The April CMR Policy Analysis titled "Chilling Trend of Sexual Assault in the Military" cited revealing data buried in a recent Army "Gold Book" report on wartime personnel stress, and the most recent annual report of the Defense Department Sexual Assault Prevention & Response Office (SAPRO).  Here are some excerpts: 

  • Reports of sexual assault in all branches of the service have increased by 22% since FY 2007.  (SAPRO Report for FY 2011, April 2012, Exhibit 3, p. 34)      
  • Violent attacks and rapes in the Army have nearly doubled since 2006, rising from 663 in 2006 to 1,313 last year.  Of these, 5% were assaults of men. (Army Gold Book, Figure 111-25, p. 121).  
  • In all branches of the service, male sexual assault victims have increased significantly, from 10% in FY 2010 to 14% in restricted (confidential) reports, and 12% in unrestricted reports.  (SAPRO Report for FY 2011, p. 60, Exhibit 26, and p. 53, Exhibit 15.) 
  • The Gold Book report includes a caution: "The Army is currently monitoring same gender sex crime for a potential increase in forcible sodomy and other sex offenses related to the disassociation of homosexuality from the crime itself." (p. 122) 

Military Times Poll Raises Unanswered Questions

The most recent annual Military Times Poll (Mar. 12, 2012)  included some inconvenient indicators: 

Only 19% of active-duty/reserve respondents to the 2012 Military Times Poll said that someone "came out" in their units.  This is not surprising, since the number of people personally affected by the repeal in the previous six months was relatively small. 

Not all personnel are deployed, living in close quarters, or confronted with changes that the Pentagon still has not defined in legally-required regulations.  The percentage of discharges for homosexuality since 1993 was less than 1%, and only 1 of the 25 Military Times Poll respondents identifying themselves as gay (3% of 792) came out to their colleagues.   

Of the 19% having personal experience with the repeal, 73% reported "no impact."  However, the survey also showed that over four times as many respondents with personal experience (21%) reported negative results, compared to 5% who reported positive.  The 5% figure probably represents satisfied gay personnel, and those who were pleased by repeal of Bill Clinton's convoluted "Don't Ask, Don't Tell" administrative policy, which President George W. Bush could and should have eliminated long ago. 

Instead of spinning the story with pre-conceived conclusions, the Military Times should investigate why 21% of those with personal experience reported negative consequences from repeal.  Readers also would like to know why respondents saying that they "Accept Change" dropped from 24% to 12%, and those planning to stay in the military declined by one-fourth (4% down to 3%).  

The Pentagon has provided no procedures for military personnel to report problems (short of UCMJ violations) without fear of retribution and career penalties.  Since open dissent is not an option, objective reporting is more important, not less so. 
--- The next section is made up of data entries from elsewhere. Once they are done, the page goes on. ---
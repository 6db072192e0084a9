// Copyright 2025 The Rustux Authors
//
// Use of this source code is governed by a MIT-style
// license that can be found in the LICENSE file or at
// https://opensource.org/licenses/MIT

//! Kernel Object Base
//!
//! Every kernel entity reachable from guest code is a [`KernelObject`]:
//! a reference count, a type tag and a kind-specific payload.
//!
//! # Design
//!
//! - **Flat representation**: one struct, payload selected by [`ObjectKind`]
//! - **Lock-free refcount**: compare-exchange retry loops, never blocking
//! - **Fail-fast**: refcount underflow or overflow aborts emulation
//! - **Scoped references**: [`ObjectRef`] acquires on creation and releases on drop
//!
//! # Lifecycle
//!
//! ```text
//! create() ──► refcount = 1 ──► initialize()
//!                   │
//!        acquire()/drop() churn
//!                   │
//!          refcount reaches 0 ──► finalize() ──► storage freed
//! ```
//!
//! # Usage
//!
//! ```ignore
//! let port = KernelObject::create(ObjectKind::Port(Port::new("srv:", true)?));
//! let extra = port.acquire();
//! drop(extra);
//! ```

use core::fmt;
use core::ops::Deref;
use core::ptr::NonNull;
use core::sync::atomic::{AtomicU32, Ordering};

use log::{error, trace};
use spin::Mutex;

use super::fs::{DirectoryObject, FileObject};
use super::memory_block::MemoryBlock;
use super::port::{Port, Session};

/// ============================================================================
/// Kernel Object Types
/// ============================================================================

/// Kernel object type
///
/// The ABI assigns each type a one-byte tag; see [`ObjectType::abi_tag`].
/// `ClientPort` and `CodeSet` share tag 0x65 in the ABI, so type checks
/// inside the kernel always compare variants, never tags.
#[derive(Debug, Clone, Copy, PartialEq, Eq, Hash)]
pub enum ObjectType {
    AutoObject,
    SynchronizationObject,
    Event,
    Semaphore,
    Timer,
    Mutex,
    Debug,
    ServerPort,
    Dma,
    ClientPort,
    Session,
    CodeSet,
    Thread,
    AddressArbiter,
    ServerSession,
    ClientSession,
    SharedMemory,
    Port,
    Process,
    ResourceLimit,

    /// Open file (emulator-side, no ABI tag)
    File,

    /// Open directory (emulator-side, no ABI tag)
    Directory,
}

impl ObjectType {
    /// ABI type tag, if the type exists in the target ABI
    pub const fn abi_tag(self) -> Option<u8> {
        let tag = match self {
            Self::AutoObject => 0x00,
            Self::SynchronizationObject => 0x01,
            Self::Event => 0x1F,
            Self::Semaphore => 0x2F,
            Self::Timer => 0x35,
            Self::Mutex => 0x39,
            Self::Debug => 0x4D,
            Self::ServerPort => 0x55,
            Self::Dma => 0x59,
            Self::ClientPort => 0x65,
            Self::Session => 0x70,
            Self::CodeSet => 0x65,
            Self::Thread => 0x8D,
            Self::AddressArbiter => 0x98,
            Self::ServerSession => 0x95,
            Self::ClientSession => 0xA5,
            Self::SharedMemory => 0xB0,
            Self::Port => 0xA8,
            Self::Process => 0xC5,
            Self::ResourceLimit => 0xC8,
            Self::File | Self::Directory => return None,
        };
        Some(tag)
    }

    /// Kernel class name
    pub const fn name(self) -> &'static str {
        match self {
            Self::AutoObject => "KAutoObject",
            Self::SynchronizationObject => "KSynchronizationObject",
            Self::Event => "KEvent",
            Self::Semaphore => "KSemaphore",
            Self::Timer => "KTimer",
            Self::Mutex => "KMutex",
            Self::Debug => "KDebug",
            Self::ServerPort => "KServerPort",
            Self::Dma => "KDmaObject",
            Self::ClientPort => "KClientPort",
            Self::Session => "KSession",
            Self::CodeSet => "KCodeSet",
            Self::Thread => "KThread",
            Self::AddressArbiter => "KAddressArbiter",
            Self::ServerSession => "KServerSession",
            Self::ClientSession => "KClientSession",
            Self::SharedMemory => "KSharedMemory",
            Self::Port => "KPort",
            Self::Process => "KProcess",
            Self::ResourceLimit => "KResourceLimit",
            Self::File => "File",
            Self::Directory => "Directory",
        }
    }
}

/// Fixed (name, type) pair of a concrete object
#[derive(Debug, Clone, Copy, PartialEq, Eq)]
pub struct TypeObj {
    pub name: &'static str,
    pub object_type: ObjectType,
}

/// ============================================================================
/// Object Payload
/// ============================================================================

/// Kind-specific payload of a kernel object
#[derive(Debug)]
pub enum ObjectKind {
    Port(Port),
    Session(Session),
    MemoryBlock(MemoryBlock),
    File(FileObject),
    Directory(DirectoryObject),
}

impl ObjectKind {
    /// Type tag of this payload
    pub const fn object_type(&self) -> ObjectType {
        match self {
            Self::Port(_) => ObjectType::Port,
            Self::Session(_) => ObjectType::Session,
            Self::MemoryBlock(_) => ObjectType::SharedMemory,
            Self::File(_) => ObjectType::File,
            Self::Directory(_) => ObjectType::Directory,
        }
    }
}

/// Callback invoked once from `finalize()`
pub type FinalizeHook = Box<dyn FnOnce(&ObjectKind) + Send>;

/// ============================================================================
/// Kernel Object
/// ============================================================================

/// Kernel object
///
/// Identity-bound: never cloned or moved once created. Storage is owned by
/// the reference count and reachable only through [`ObjectRef`].
pub struct KernelObject {
    /// Reference count; zero only before creation completes or after destruction starts
    refcount: AtomicU32,

    /// Kind-specific payload
    kind: ObjectKind,

    /// Optional finalize observer
    finalize_hook: Mutex<Option<FinalizeHook>>,
}

impl KernelObject {
    /// Create a new kernel object
    ///
    /// The object starts with a refcount of one, owned by the returned reference,
    /// and its initialize hook has already run.
    pub fn create(kind: ObjectKind) -> ObjectRef {
        let object = Box::new(Self {
            refcount: AtomicU32::new(1),
            kind,
            finalize_hook: Mutex::new(None),
        });
        object.initialize();

        ObjectRef {
            ptr: NonNull::from(Box::leak(object)),
        }
    }

    /// Type verification pair
    pub fn type_obj(&self) -> TypeObj {
        let object_type = self.object_type();
        TypeObj {
            name: object_type.name(),
            object_type,
        }
    }

    /// Type tag
    pub fn object_type(&self) -> ObjectType {
        self.kind.object_type()
    }

    /// Display name
    pub fn name(&self) -> &'static str {
        self.object_type().name()
    }

    /// Payload
    pub fn kind(&self) -> &ObjectKind {
        &self.kind
    }

    /// Current reference count
    pub fn refcount(&self) -> u32 {
        self.refcount.load(Ordering::Acquire)
    }

    /// Register a callback to run when the object is finalized
    pub fn set_finalize_hook(&self, hook: FinalizeHook) {
        *self.finalize_hook.lock() = Some(hook);
    }

    /// Port payload, if this is a port
    pub fn as_port(&self) -> Option<&Port> {
        match &self.kind {
            ObjectKind::Port(port) => Some(port),
            _ => None,
        }
    }

    /// Session payload, if this is a session
    pub fn as_session(&self) -> Option<&Session> {
        match &self.kind {
            ObjectKind::Session(session) => Some(session),
            _ => None,
        }
    }

    /// Memory block payload, if this is a memory block
    pub fn as_memory_block(&self) -> Option<&MemoryBlock> {
        match &self.kind {
            ObjectKind::MemoryBlock(block) => Some(block),
            _ => None,
        }
    }

    /// File payload, if this is a file
    pub fn as_file(&self) -> Option<&FileObject> {
        match &self.kind {
            ObjectKind::File(file) => Some(file),
            _ => None,
        }
    }

    /// Directory payload, if this is a directory
    pub fn as_directory(&self) -> Option<&DirectoryObject> {
        match &self.kind {
            ObjectKind::Directory(dir) => Some(dir),
            _ => None,
        }
    }

    /// Acquire an additional scoped reference
    pub fn acquire(&self) -> ObjectRef {
        self.increment_refcount();
        ObjectRef {
            ptr: NonNull::from(self),
        }
    }

    fn initialize(&self) {
        trace!("{}: initialize", self.name());
    }

    fn finalize(&self) {
        trace!("{}: finalize", self.name());
        if let Some(hook) = self.finalize_hook.lock().take() {
            hook(&self.kind);
        }
    }

    /// Increment the reference count
    ///
    /// Fatal if the count is zero (use after free) or would overflow.
    pub(crate) fn increment_refcount(&self) {
        let mut current = self.refcount.load(Ordering::Relaxed);
        loop {
            if current == 0 {
                fatal(self.name(), "increment_refcount: current is zero");
            }
            let Some(next) = current.checked_add(1) else {
                fatal(self.name(), "increment_refcount: current overflowed");
            };

            match self.refcount.compare_exchange_weak(
                current,
                next,
                Ordering::Relaxed,
                Ordering::Relaxed,
            ) {
                Ok(_) => return,
                Err(actual) => current = actual,
            }
        }
    }

    /// Decrement the reference count
    ///
    /// Returns true if this released the last reference. Fatal if the count
    /// is already zero.
    pub(crate) fn decrement_refcount(&self) -> bool {
        let mut current = self.refcount.load(Ordering::Relaxed);
        loop {
            if current == 0 {
                fatal(self.name(), "decrement_refcount: current is zero");
            }

            match self.refcount.compare_exchange_weak(
                current,
                current - 1,
                Ordering::AcqRel,
                Ordering::Relaxed,
            ) {
                Ok(_) => return current == 1,
                Err(actual) => current = actual,
            }
        }
    }
}

impl fmt::Debug for KernelObject {
    fn fmt(&self, f: &mut fmt::Formatter<'_>) -> fmt::Result {
        f.debug_struct("KernelObject")
            .field("type", &self.object_type())
            .field("refcount", &self.refcount())
            .field("kind", &self.kind)
            .finish()
    }
}

/// Broken refcount invariant: log and abort
#[cold]
fn fatal(name: &str, msg: &str) -> ! {
    error!("{}: {}", name, msg);
    panic!("{}: {}", name, msg);
}

/// ============================================================================
/// Scoped Object Reference
/// ============================================================================

/// Counted reference to a kernel object
///
/// Holds exactly one reference for its lifetime and releases it on drop.
/// Not `Clone`: moving transfers the reference, [`ObjectRef::acquire`] takes
/// a new one explicitly.
pub struct ObjectRef {
    ptr: NonNull<KernelObject>,
}

// SAFETY: KernelObject is Sync (atomics, spin lock, Send + Sync payloads) and
// the pointee outlives every ObjectRef by construction of the refcount.
unsafe impl Send for ObjectRef {}
unsafe impl Sync for ObjectRef {}

impl ObjectRef {
    /// Take another reference to the same object
    pub fn acquire(&self) -> ObjectRef {
        self.deref().acquire()
    }

    /// Check whether two references point at the same object
    pub fn ptr_eq(a: &ObjectRef, b: &ObjectRef) -> bool {
        a.ptr == b.ptr
    }
}

impl Deref for ObjectRef {
    type Target = KernelObject;

    fn deref(&self) -> &KernelObject {
        // SAFETY: this reference keeps the refcount above zero
        unsafe { self.ptr.as_ref() }
    }
}

impl Drop for ObjectRef {
    fn drop(&mut self) {
        if self.deref().decrement_refcount() {
            // SAFETY: last reference; nothing else can observe the object
            unsafe {
                self.ptr.as_ref().finalize();
                drop(Box::from_raw(self.ptr.as_ptr()));
            }
        }
    }
}

impl fmt::Debug for ObjectRef {
    fn fmt(&self, f: &mut fmt::Formatter<'_>) -> fmt::Result {
        self.deref().fmt(f)
    }
}

// ============================================================================
// Tests
// ============================================================================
Update: LGBT Culture in the Military

Accommodation of various manifestations of LGBT culture have been unsettling in some areas.  Take, for example, a same-sex couple's homecoming at the Marine Corps Base in Hawaii that an official spokeswoman gratuitously described as  "Your typical homecoming photo."

In June, some activists invited by President Obama to celebrate June as LGBT Equality Month posted pictures of themselves insulting the portrait of Ronald Reagan.  And in July, the Defense Department suspended regulations to allow military personnel to march in the San Diego Gay Pride Parade

According to the Associated Press, dozens of uniformed military personnel marched alongside an old Army truck decorated with a 'Freedom to Serve' banner and a rainbow flag. 

Military uniforms are important and until now, strict rules were applied consistently: 

"For more than two centuries, the U.S. military never had a public celebration of anybody's sex life -- until the recent "gay pride" event under the Obama administration. Here, as elsewhere, the gay political agenda is not equality but privilege."

The fundamental question that was never answered in 2010 should be asked again: How does any of this benefit or strengthen America's military?